There is something happening between nottaka ki paahtsiiksistsikomm. This was apparent from nimaanipaapao’kaan, the aggrieved young man leaving me to become allied to this powerful bird, its brilliant white paint across its forehead. Ki its identification as paahtsiiksistsikomm was something clarified in my recent visit to omahkaatoyiikimi, as it soared back ki forth past my position on the shore. But annohk, on the banks of the Willamma, further possibilities begin to dance in my thoughts, drawing an association to a much earlier paapao’kaan, from the first years of my marriage to piipiiaakii… when I encountered ayinnimaa sitting on a low, bowed branch of omahksiistsisa.

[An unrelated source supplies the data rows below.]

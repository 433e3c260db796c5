use sea_orm::entity::prelude::*;

#[derive(Clone, Debug, PartialEq, DeriveEntityModel)]
#[sea_orm(table_name = "orders")]
pub struct Model {
    #[sea_orm(primary_key, auto_increment = false)]
    pub id: Uuid,
    #[sea_orm(unique)]
    pub order_number: String,
    pub buyer_id: Uuid,
    pub seller_id: Uuid,
    pub subtotal: i64,
    pub tax_amount: i64,
    pub shipping_cost: i64,
    pub discount_amount: i64,
    pub total_amount: i64,
    pub currency: String,
    pub status: String,
    pub payment_status: String,
    pub shipping_address: String,
    pub tracking_number: Option<String>,
    pub courier_service: Option<String>,
    pub buyer_notes: Option<String>,
    pub cancellation_reason: Option<String>,
    pub funds_held: bool,
    pub funds_released_at: Option<DateTimeWithTimeZone>,
    pub auto_release_enabled: bool,
    pub auto_release_days: i32,
    pub created_at: DateTimeWithTimeZone,
    pub paid_at: Option<DateTimeWithTimeZone>,
    pub shipped_at: Option<DateTimeWithTimeZone>,
    pub delivered_at: Option<DateTimeWithTimeZone>,
    pub cancelled_at: Option<DateTimeWithTimeZone>,
    pub version: i64,
}

#[derive(Copy, Clone, Debug, EnumIter, DeriveRelation)]
pub enum Relation {
    #[sea_orm(has_many = "super::order_items::Entity")]
    OrderItems,
    #[sea_orm(has_many = "super::payments::Entity")]
    Payments,
    #[sea_orm(has_many = "super::order_status_history::Entity")]
    StatusHistory,
    #[sea_orm(has_one = "super::disputes::Entity")]
    Disputes,
}

impl Related<super::order_items::Entity> for Entity {
    fn to() -> RelationDef {
        Relation::OrderItems.def()
    }
}

impl Related<super::payments::Entity> for Entity {
    fn to() -> RelationDef {
        Relation::Payments.def()
    }
}

impl Related<super::order_status_history::Entity> for Entity {
    fn to() -> RelationDef {
        Relation::StatusHistory.def()
    }
}

impl Related<super::disputes::Entity> for Entity {
    fn to() -> RelationDef {
        Relation::Disputes.def()
    }
}

impl ActiveModelBehavior for ActiveModel {}
//! Persistence collaborator.
//!
//! The engine loads an [`OrderAggregate`], computes a [`Transition`] and
//! hands it back to [`OrderStore::commit`]. A commit is all-or-nothing and
//! is rejected with [`AppError::Conflict`](crate::error::AppError::Conflict)
//! when the stored order version no longer matches the version the
//! transition was computed from.

use async_trait::async_trait;
use uuid::Uuid;

use crate::{
    error::{AppError, AppResult},
    machine::Transition,
    models::{Dispute, Listing, Order, OrderAggregate, OrderStatus},
};

pub mod memory;
pub mod postgres;

pub use memory::InMemoryStore;
pub use postgres::SeaOrmStore;

#[derive(Debug, Clone)]
pub struct OrderQuery {
    /// Restrict to orders where this user is buyer or seller.
    pub party: Option<Uuid>,
    pub status: Option<OrderStatus>,
    pub newest_first: bool,
    pub limit: u64,
    pub offset: u64,
}

impl Default for OrderQuery {
    fn default() -> Self {
        Self {
            party: None,
            status: None,
            newest_first: true,
            limit: 20,
            offset: 0,
        }
    }
}

#[derive(Debug, Clone, Copy, PartialEq, Eq)]
pub enum DisputeFilter {
    /// Every dispute still awaiting a ruling.
    Open,
    Resolved,
    All,
}

impl DisputeFilter {
    pub fn matches(&self, dispute: &Dispute) -> bool {
        match self {
            DisputeFilter::Open => dispute.status.is_active(),
            DisputeFilter::Resolved => !dispute.status.is_active(),
            DisputeFilter::All => true,
        }
    }
}

/// Checks a transition against the currently stored aggregate.
pub(crate) fn check_commit(stored: &OrderAggregate, transition: &Transition) -> AppResult<()> {
    if stored.order.version != transition.base_version {
        return Err(AppError::Conflict);
    }
    let next = &transition.aggregate;
    if !next.history.extends(&stored.history) {
        return Err(AppError::Internal(anyhow::anyhow!(
            "status history of order {} would be rewritten",
            stored.order.id
        )));
    }
    if let (Some(existing), Some(dispute)) = (&stored.dispute, &next.dispute) {
        if existing.id != dispute.id {
            return Err(AppError::invalid_transition(
                "A dispute already exists for this order",
            ));
        }
    }
    Ok(())
}

#[async_trait]
pub trait OrderStore: Send + Sync {
    /// Short backend name reported by the health endpoint.
    fn backend(&self) -> &'static str;

    /// Cheap round-trip proving the backend is reachable.
    async fn ping(&self) -> AppResult<()>;

    async fn insert_order(&self, aggregate: &OrderAggregate) -> AppResult<()>;

    /// Loads the order with its items, payments, history and dispute.
    async fn load_order(&self, id: Uuid) -> AppResult<Option<OrderAggregate>>;

    async fn commit(&self, transition: &Transition) -> AppResult<()>;

    /// Page of orders plus the total number matching.
    async fn list_orders(&self, query: &OrderQuery) -> AppResult<(Vec<Order>, u64)>;

    /// Orders still holding a completed payment in escrow.
    async fn held_orders(&self) -> AppResult<Vec<Order>>;

    /// Ids of held, delivered orders with auto-release enabled. The policy
    /// is re-checked per order at commit time.
    async fn auto_release_candidates(&self) -> AppResult<Vec<Uuid>>;

    async fn load_dispute(&self, id: Uuid) -> AppResult<Option<Dispute>>;

    async fn list_disputes(&self, filter: DisputeFilter) -> AppResult<Vec<Dispute>>;

    async fn load_listing(&self, id: Uuid) -> AppResult<Option<Listing>>;

    /// Where notifications for a user are delivered.
    async fn contact_address(&self, user_id: Uuid) -> AppResult<Option<String>>;
}
//! Append-only audit trail of order status changes.
//!
//! Entries carry a per-order `sequence` that strictly increases and a
//! `recorded_at` that never goes backwards, even if the clock does. There is
//! no API to remove or edit an entry.

use chrono::{DateTime, Utc};
use serde::Serialize;
use uuid::Uuid;

use crate::{
    error::{AppError, AppResult},
    models::{OrderStatus, StatusHistoryEntry},
};

#[derive(Debug, Clone, Default, PartialEq, Serialize)]
#[serde(transparent)]
pub struct StatusHistory(Vec<StatusHistoryEntry>);

impl StatusHistory {
    pub fn new() -> Self {
        Self(Vec::new())
    }

    /// Rebuilds a history read back from storage, rejecting rows that break ordering.
    pub fn from_entries(mut entries: Vec<StatusHistoryEntry>) -> AppResult<Self> {
        entries.sort_by_key(|e| e.sequence);
        for pair in entries.windows(2) {
            if pair[0].sequence == pair[1].sequence || pair[1].recorded_at < pair[0].recorded_at {
                return Err(AppError::Internal(anyhow::anyhow!(
                    "status history for order {} is out of order at sequence {}",
                    pair[1].order_id,
                    pair[1].sequence
                )));
            }
        }
        Ok(Self(entries))
    }

    pub fn append(
        &mut self,
        order_id: Uuid,
        status: OrderStatus,
        updated_by: Option<Uuid>,
        now: DateTime<Utc>,
        note: impl Into<String>,
    ) -> &StatusHistoryEntry {
        let (sequence, recorded_at) = match self.0.last() {
            Some(last) => (last.sequence + 1, now.max(last.recorded_at)),
            None => (1, now),
        };
        self.0.push(StatusHistoryEntry {
            id: Uuid::new_v4(),
            order_id,
            sequence,
            status,
            updated_by,
            recorded_at,
            note: note.into(),
        });
        &self.0[self.0.len() - 1]
    }

    pub fn entries(&self) -> &[StatusHistoryEntry] {
        &self.0
    }

    pub fn len(&self) -> usize {
        self.0.len()
    }

    pub fn is_empty(&self) -> bool {
        self.0.is_empty()
    }

    pub fn last(&self) -> Option<&StatusHistoryEntry> {
        self.0.last()
    }

    pub fn last_sequence(&self) -> i32 {
        self.0.last().map(|e| e.sequence).unwrap_or(0)
    }

    /// Entries appended after `sequence`.
    pub fn since(&self, sequence: i32) -> &[StatusHistoryEntry] {
        let start = self.0.partition_point(|e| e.sequence <= sequence);
        &self.0[start..]
    }

    /// True when `self` keeps every entry of `base` unchanged and only adds more.
    pub fn extends(&self, base: &StatusHistory) -> bool {
        self.0.len() >= base.0.len() && self.0[..base.0.len()] == base.0[..]
    }
}
#[async_trait]
impl OrderStore for SeaOrmStore {
    fn backend(&self) -> &'static str {
        "postgres"
    }

    async fn ping(&self) -> AppResult<()> {
        self.conn.ping().await?;
        Ok(())
    }

    async fn insert_order(&self, aggregate: &OrderAggregate) -> AppResult<()> {
        let txn = self.conn.begin().await?;

        order_active(&aggregate.order).insert(&txn).await?;
        for item in &aggregate.items {
            order_item_active(item).insert(&txn).await?;
        }
        for payment in &aggregate.payments {
            payment_active(payment).insert(&txn).await?;
        }
        for entry in aggregate.history.entries() {
            history_active(entry).insert(&txn).await?;
        }
        if let Some(dispute) = &aggregate.dispute {
            dispute_active(dispute)
                .insert(&txn)
                .await
                .map_err(map_dispute_insert)?;
        }

        txn.commit().await?;
        Ok(())
    }

    async fn load_order(&self, id: Uuid) -> AppResult<Option<OrderAggregate>> {
        let Some(order) = Orders::find_by_id(id).one(&self.conn).await? else {
            return Ok(None);
        };
        load_aggregate(&self.conn, order).await.map(Some)
    }

    async fn commit(&self, transition: &Transition) -> AppResult<()> {
        let next = &transition.aggregate;
        let txn = self.conn.begin().await?;

        let locked = Orders::find_by_id(next.order.id)
            .lock(LockType::Update)
            .one(&txn)
            .await?
            .ok_or(AppError::NotFound)?;
        let stored = load_aggregate(&txn, locked).await?;
        check_commit(&stored, transition)?;

        order_active(&next.order).update(&txn).await?;

        for payment in &next.payments {
            let active = payment_active(payment);
            if stored.payments.iter().any(|p| p.id == payment.id) {
                active.update(&txn).await?;
            } else {
                active.insert(&txn).await?;
            }
        }

        for entry in next.history.since(stored.history.last_sequence()) {
            history_active(entry).insert(&txn).await?;
        }

        match (&stored.dispute, &next.dispute) {
            (None, Some(dispute)) => {
                dispute_active(dispute)
                    .insert(&txn)
                    .await
                    .map_err(map_dispute_insert)?;
            }
            (Some(_), Some(dispute)) => {
                dispute_active(dispute).update(&txn).await?;
            }
            _ => {}
        }

        for adjustment in &transition.stock {
            let Some(model) = Listings::find_by_id(adjustment.listing_id)
                .lock(LockType::Update)
                .one(&txn)
                .await?
            else {
                tracing::warn!(
                    listing_id = %adjustment.listing_id,
                    "listing missing, stock not adjusted"
                );
                continue;
            };
            let mut listing = listing_from_entity(model)?;
            listing.apply_stock_delta(adjustment.delta, transition.at)?;

            ListingActive {
                id: Set(listing.id),
                quantity: Set(listing.quantity),
                status: Set(listing.status.to_string()),
                sold_at: Set(listing.sold_at.map(Into::into)),
                ..Default::default()
            }
            .update(&txn)
            .await?;
        }

        txn.commit().await?;
        Ok(())
    }

    async fn list_orders(&self, query: &OrderQuery) -> AppResult<(Vec<Order>, u64)> {
        let mut condition = Condition::all();
        if let Some(user) = query.party {
            condition = condition.add(
                Condition::any()
                    .add(OrderCol::BuyerId.eq(user))
                    .add(OrderCol::SellerId.eq(user)),
            );
        }
        if let Some(status) = query.status {
            condition = condition.add(OrderCol::Status.eq(status.as_str()));
        }

        let mut finder = Orders::find().filter(condition);
        finder = if query.newest_first {
            finder.order_by_desc(OrderCol::CreatedAt)
        } else {
            finder.order_by_asc(OrderCol::CreatedAt)
        };

        let total = finder.clone().count(&self.conn).await?;
        let orders = finder
            .limit(query.limit)
            .offset(query.offset)
            .all(&self.conn)
            .await?
            .into_iter()
            .map(order_from_entity)
            .collect::<AppResult<Vec<_>>>()?;

        Ok((orders, total))
    }

    async fn held_orders(&self) -> AppResult<Vec<Order>> {
        Orders::find()
            .filter(OrderCol::FundsHeld.eq(true))
            .filter(OrderCol::PaymentStatus.eq(PaymentStatus::Completed.as_str()))
            .order_by_asc(OrderCol::DeliveredAt)
            .all(&self.conn)
            .await?
            .into_iter()
            .map(order_from_entity)
            .collect()
    }

    async fn auto_release_candidates(&self) -> AppResult<Vec<Uuid>> {
        let ids = Orders::find()
            .select_only()
            .column(OrderCol::Id)
            .filter(OrderCol::FundsHeld.eq(true))
            .filter(OrderCol::AutoReleaseEnabled.eq(true))
            .filter(OrderCol::DeliveredAt.is_not_null())
            .filter(OrderCol::PaymentStatus.eq(PaymentStatus::Completed.as_str()))
            .into_tuple::<Uuid>()
            .all(&self.conn)
            .await?;
        Ok(ids)
    }

    async fn load_dispute(&self, id: Uuid) -> AppResult<Option<Dispute>> {
        Disputes::find_by_id(id)
            .one(&self.conn)
            .await?
            .map(dispute_from_entity)
            .transpose()
    }

    async fn list_disputes(&self, filter: DisputeFilter) -> AppResult<Vec<Dispute>> {
        let settled = ["resolved", "closed"];
        let finder = match filter {
            DisputeFilter::Open => Disputes::find().filter(DisputeCol::Status.is_not_in(settled)),
            DisputeFilter::Resolved => Disputes::find().filter(DisputeCol::Status.is_in(settled)),
            DisputeFilter::All => Disputes::find(),
        };
        finder
            .order_by_desc(DisputeCol::CreatedAt)
            .all(&self.conn)
            .await?
            .into_iter()
            .map(dispute_from_entity)
            .collect()
    }

    async fn load_listing(&self, id: Uuid) -> AppResult<Option<Listing>> {
        Listings::find_by_id(id)
            .one(&self.conn)
            .await?
            .map(listing_from_entity)
            .transpose()
    }

    async fn contact_address(&self, user_id: Uuid) -> AppResult<Option<String>> {
        Ok(Users::find_by_id(user_id)
            .one(&self.conn)
            .await?
            .map(|user| user.email))
    }
}

fn order_from_entity(model: OrderModel) -> AppResult<Order> {
    Ok(Order {
        id: model.id,
        order_number: model.order_number,
        buyer_id: model.buyer_id,
        seller_id: model.seller_id,
        subtotal: model.subtotal,
        tax_amount: model.tax_amount,
        shipping_cost: model.shipping_cost,
        discount_amount: model.discount_amount,
        total_amount: model.total_amount,
        currency: model.currency,
        status: model.status.parse()?,
        payment_status: model.payment_status.parse()?,
        shipping_address: model.shipping_address,
        tracking_number: model.tracking_number,
        courier_service: model.courier_service,
        buyer_notes: model.buyer_notes,
        cancellation_reason: model.cancellation_reason,
        funds_held: model.funds_held,
        funds_released_at: model.funds_released_at.map(utc),
        auto_release_enabled: model.auto_release_enabled,
        auto_release_days: model.auto_release_days,
        created_at: utc(model.created_at),
        paid_at: model.paid_at.map(utc),
        shipped_at: model.shipped_at.map(utc),
        delivered_at: model.delivered_at.map(utc),
        cancelled_at: model.cancelled_at.map(utc),
        version: model.version,
    })
}

fn order_active(order: &Order) -> OrderActive {
    OrderActive {
        id: Set(order.id),
        order_number: Set(order.order_number.clone()),
        buyer_id: Set(order.buyer_id),
        seller_id: Set(order.seller_id),
        subtotal: Set(order.subtotal),
        tax_amount: Set(order.tax_amount),
        shipping_cost: Set(order.shipping_cost),
        discount_amount: Set(order.discount_amount),
        total_amount: Set(order.total_amount),
        currency: Set(order.currency.clone()),
        status: Set(order.status.to_string()),
        payment_status: Set(order.payment_status.to_string()),
        shipping_address: Set(order.shipping_address.clone()),
        tracking_number: Set(order.tracking_number.clone()),
        courier_service: Set(order.courier_service.clone()),
        buyer_notes: Set(order.buyer_notes.clone()),
        cancellation_reason: Set(order.cancellation_reason.clone()),
        funds_held: Set(order.funds_held),
        funds_released_at: Set(order.funds_released_at.map(Into::into)),
        auto_release_enabled: Set(order.auto_release_enabled),
        auto_release_days: Set(order.auto_release_days),
        created_at: Set(order.created_at.into()),
        paid_at: Set(order.paid_at.map(Into::into)),
        shipped_at: Set(order.shipped_at.map(Into::into)),
        delivered_at: Set(order.delivered_at.map(Into::into)),
        cancelled_at: Set(order.cancelled_at.map(Into::into)),
        version: Set(order.version),
    }
}

fn order_item_from_entity(model: OrderItemModel) -> OrderItem {
    OrderItem {
        id: model.id,
        order_id: model.order_id,
        listing_id: model.listing_id,
        product_name: model.product_name,
        product_description: model.product_description,
        quantity: model.quantity,
        unit_price: model.unit_price,
        total_price: model.total_price,
        sku: model.sku,
    }
}

fn order_item_active(item: &OrderItem) -> OrderItemActive {
    OrderItemActive {
        id: Set(item.id),
        order_id: Set(item.order_id),
        listing_id: Set(item.listing_id),
        product_name: Set(item.product_name.clone()),
        product_description: Set(item.product_description.clone()),
        quantity: Set(item.quantity),
        unit_price: Set(item.unit_price),
        total_price: Set(item.total_price),
        sku: Set(item.sku.clone()),
    }
}

fn payment_from_entity(model: PaymentModel) -> AppResult<Payment> {
    Ok(Payment {
        id: model.id,
        order_id: model.order_id,
        amount: model.amount,
        currency: model.currency,
        method: model.method.parse()?,
        transaction_id: model.transaction_id,
        gateway_reference: model.gateway_reference,
        gateway_response: model.gateway_response,
        status: model.status.parse()?,
        created_at: utc(model.created_at),
        processed_at: model.processed_at.map(utc),
        is_escrow: model.is_escrow,
        is_released: model.is_released,
        escrow_released_at: model.escrow_released_at.map(utc),
    })
}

She was silver, metallic, looking over her shoulder, her back to me. She spread her tailfeathers in a fan ki told me, not with words but with telepathic clarity, that I should pluck one ki give it to nitana. When I took the tailfeather out, it transformed in my hand, becoming again the familiar orange ki red-striped feather she’d given me years before, in my youth, ki which I still carried. After waking from this paapao’kaan, I had sought interpretation from mi’ksskimm, who read it as a gift offered by ksiistsikommiipi’kssii, the transference of misamipaitapiiyssin to ohkomaakii, that she might live similarly long as that ancient tree. Ki so I gave her my feather, ki she carries it still today. Mi’ksskimm may have been right about the gift being offered, but perhaps not so much the benefactor. Even the name paahtsiiksistsikomm speaks to this, the one who is mistaken for thunder.
It’s a mystery why some things are not better understood until years later or, in this case, nearly a decade. But unlike so many past coalescence experiences of this sort, the sudden recognition of nipaapao’kaan having foretold a mergence of omahksiistsisa ki ayinnimaa in the form of paahtsiiksistsikomm did not at all bring clarification to my understanding. Rather, it left me even more scattered, full of unresolved questions. Ki foremost of these, what was it that - like paahtsiiksistsikomm with the fish - I was failing to catch?
Normally, I might be bothered by such loose ends, dangling out of reach. But this occasion feels different. There’s potential here, promise. Renewal. Throughout the remainder of my visit in the Valley Willamma, ki at all of the places where I sought remembrance – from the cascading waterfalls deep in the rainforests, to the tide pool shores of the Pacific, along the stream overhung with exposed roots where my grandfathers’ remains were laid to rest, ki at every stage of our return route to kitawahsinnoon – paahtsiiksistsikomm was there. For me, these encounters indicate that I have successfully passed through an era of spiritual growth, ki have now emerged from the dark mouth of this tunnel, into the meadow. Okonokiistsi growing from the earth beside me. Paahtsiiksistsikomm soaring above. That I do not know what this really means or where the journey will take me next is only natural, but I’ve developed the patience ki awareness now to thoroughly enjoy whatever may be in store.